(Collected data)
______________________________

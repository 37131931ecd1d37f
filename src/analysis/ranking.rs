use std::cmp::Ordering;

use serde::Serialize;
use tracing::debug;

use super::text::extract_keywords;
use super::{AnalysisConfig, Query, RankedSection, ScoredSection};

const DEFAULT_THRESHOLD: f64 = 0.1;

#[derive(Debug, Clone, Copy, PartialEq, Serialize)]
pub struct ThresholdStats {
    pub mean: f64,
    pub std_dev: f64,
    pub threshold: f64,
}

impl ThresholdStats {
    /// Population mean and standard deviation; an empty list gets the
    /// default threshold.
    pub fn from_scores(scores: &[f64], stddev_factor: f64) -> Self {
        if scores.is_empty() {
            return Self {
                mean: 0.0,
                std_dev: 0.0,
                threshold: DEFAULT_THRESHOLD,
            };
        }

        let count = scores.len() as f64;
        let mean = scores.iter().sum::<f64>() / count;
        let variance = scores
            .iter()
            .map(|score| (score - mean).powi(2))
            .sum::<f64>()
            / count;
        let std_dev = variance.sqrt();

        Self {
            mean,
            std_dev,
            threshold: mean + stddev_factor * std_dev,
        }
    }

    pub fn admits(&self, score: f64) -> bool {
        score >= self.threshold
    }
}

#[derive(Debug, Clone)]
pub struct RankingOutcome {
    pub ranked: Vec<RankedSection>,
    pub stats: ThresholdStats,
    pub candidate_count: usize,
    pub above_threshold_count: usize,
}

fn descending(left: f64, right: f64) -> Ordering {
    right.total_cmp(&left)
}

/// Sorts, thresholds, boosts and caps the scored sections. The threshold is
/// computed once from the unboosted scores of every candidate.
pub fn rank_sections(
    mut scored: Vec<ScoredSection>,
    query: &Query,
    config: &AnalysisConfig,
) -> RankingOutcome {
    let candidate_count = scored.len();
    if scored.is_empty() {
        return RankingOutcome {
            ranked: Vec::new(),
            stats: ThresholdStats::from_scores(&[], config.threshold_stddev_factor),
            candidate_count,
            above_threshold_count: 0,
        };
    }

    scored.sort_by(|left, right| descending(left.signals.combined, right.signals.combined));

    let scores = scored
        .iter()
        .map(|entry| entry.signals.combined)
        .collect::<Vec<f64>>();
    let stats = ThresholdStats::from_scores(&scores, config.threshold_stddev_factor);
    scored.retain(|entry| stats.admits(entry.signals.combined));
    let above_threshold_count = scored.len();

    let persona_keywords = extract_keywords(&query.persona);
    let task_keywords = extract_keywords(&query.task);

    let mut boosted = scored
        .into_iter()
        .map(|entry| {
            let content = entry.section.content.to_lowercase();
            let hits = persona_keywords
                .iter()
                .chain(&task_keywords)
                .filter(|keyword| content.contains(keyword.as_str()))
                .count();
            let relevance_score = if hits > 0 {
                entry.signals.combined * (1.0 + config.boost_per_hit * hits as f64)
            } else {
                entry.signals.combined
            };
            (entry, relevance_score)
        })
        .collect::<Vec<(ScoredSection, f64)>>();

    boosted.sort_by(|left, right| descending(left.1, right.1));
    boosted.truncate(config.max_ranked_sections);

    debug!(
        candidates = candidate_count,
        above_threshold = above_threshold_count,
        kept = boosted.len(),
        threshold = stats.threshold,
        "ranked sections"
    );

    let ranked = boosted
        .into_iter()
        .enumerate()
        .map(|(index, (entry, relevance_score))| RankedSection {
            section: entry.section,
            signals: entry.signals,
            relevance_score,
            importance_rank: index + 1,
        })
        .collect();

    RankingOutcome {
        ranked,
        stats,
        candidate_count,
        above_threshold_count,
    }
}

______________________________

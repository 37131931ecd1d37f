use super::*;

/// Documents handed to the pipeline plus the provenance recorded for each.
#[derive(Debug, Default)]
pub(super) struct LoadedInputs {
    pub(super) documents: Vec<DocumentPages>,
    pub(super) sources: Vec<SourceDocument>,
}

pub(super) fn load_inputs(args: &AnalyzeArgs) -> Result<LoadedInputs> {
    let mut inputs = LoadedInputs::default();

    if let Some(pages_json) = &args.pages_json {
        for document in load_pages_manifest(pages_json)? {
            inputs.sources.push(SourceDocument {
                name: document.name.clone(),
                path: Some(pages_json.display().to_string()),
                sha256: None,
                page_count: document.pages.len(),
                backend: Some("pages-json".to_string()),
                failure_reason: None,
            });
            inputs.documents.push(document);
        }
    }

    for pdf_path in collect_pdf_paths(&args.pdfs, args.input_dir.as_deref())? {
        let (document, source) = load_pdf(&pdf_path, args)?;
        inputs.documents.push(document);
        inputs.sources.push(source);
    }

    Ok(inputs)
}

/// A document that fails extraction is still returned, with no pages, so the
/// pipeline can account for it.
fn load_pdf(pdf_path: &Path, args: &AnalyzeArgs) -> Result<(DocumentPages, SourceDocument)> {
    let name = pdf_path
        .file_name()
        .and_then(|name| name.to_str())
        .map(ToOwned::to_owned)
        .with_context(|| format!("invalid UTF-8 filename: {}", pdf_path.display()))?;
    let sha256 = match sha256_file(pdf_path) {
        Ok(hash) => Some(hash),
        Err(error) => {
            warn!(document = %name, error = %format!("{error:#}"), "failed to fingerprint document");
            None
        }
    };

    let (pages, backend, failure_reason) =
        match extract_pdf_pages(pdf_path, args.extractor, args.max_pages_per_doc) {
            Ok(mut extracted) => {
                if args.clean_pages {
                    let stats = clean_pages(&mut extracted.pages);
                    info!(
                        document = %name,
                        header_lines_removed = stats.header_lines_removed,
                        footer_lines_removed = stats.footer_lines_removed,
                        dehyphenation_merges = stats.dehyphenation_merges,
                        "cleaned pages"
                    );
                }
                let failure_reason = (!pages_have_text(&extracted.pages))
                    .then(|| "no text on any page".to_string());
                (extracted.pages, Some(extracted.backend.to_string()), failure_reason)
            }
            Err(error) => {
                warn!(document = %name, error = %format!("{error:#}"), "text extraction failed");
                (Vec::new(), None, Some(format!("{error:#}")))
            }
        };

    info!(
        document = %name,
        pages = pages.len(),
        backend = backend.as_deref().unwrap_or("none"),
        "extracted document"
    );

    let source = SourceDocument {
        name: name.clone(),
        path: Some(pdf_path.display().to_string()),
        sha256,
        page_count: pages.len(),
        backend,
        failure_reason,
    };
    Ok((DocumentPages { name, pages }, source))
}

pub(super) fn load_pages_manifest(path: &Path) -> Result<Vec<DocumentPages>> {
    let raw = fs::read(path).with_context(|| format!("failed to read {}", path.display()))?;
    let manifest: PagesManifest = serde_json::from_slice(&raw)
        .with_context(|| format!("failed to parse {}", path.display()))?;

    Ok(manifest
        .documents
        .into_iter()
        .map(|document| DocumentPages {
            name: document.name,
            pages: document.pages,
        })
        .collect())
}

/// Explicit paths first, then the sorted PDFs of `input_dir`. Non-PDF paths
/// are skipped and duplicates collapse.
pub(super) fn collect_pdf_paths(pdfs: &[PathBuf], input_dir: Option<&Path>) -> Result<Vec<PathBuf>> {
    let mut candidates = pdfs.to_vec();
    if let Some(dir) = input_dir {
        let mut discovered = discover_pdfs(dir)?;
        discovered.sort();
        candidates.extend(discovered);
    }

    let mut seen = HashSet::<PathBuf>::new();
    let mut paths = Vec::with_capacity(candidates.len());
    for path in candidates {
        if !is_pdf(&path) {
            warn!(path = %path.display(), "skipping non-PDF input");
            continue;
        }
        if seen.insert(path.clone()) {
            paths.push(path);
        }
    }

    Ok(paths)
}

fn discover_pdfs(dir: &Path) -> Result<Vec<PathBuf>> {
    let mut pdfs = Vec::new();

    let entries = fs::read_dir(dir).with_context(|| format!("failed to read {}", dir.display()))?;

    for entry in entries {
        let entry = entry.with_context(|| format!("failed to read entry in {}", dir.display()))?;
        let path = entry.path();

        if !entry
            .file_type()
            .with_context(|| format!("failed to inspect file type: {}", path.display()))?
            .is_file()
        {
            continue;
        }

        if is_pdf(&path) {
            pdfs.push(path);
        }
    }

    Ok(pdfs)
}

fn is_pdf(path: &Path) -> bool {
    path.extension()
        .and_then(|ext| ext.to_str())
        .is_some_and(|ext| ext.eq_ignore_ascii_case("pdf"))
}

______________________________

▶ **TASK STATEMENT**: Would you filter the records and copy each line that contains the word "Result"?

▶ **EXERCISE ANSWER**:
pub(super) fn load_inputs(args: &AnalyzeArgs) -> Result<LoadedInputs> {
fn load_pdf(pdf_path: &Path, args: &AnalyzeArgs) -> Result<(DocumentPages, SourceDocument)> {
pub(super) fn load_pages_manifest(path: &Path) -> Result<Vec<DocumentPages>> {
pub(super) fn collect_pdf_paths(pdfs: &[PathBuf], input_dir: Option<&Path>) -> Result<Vec<PathBuf>> {
fn discover_pdfs(dir: &Path) -> Result<Vec<PathBuf>> {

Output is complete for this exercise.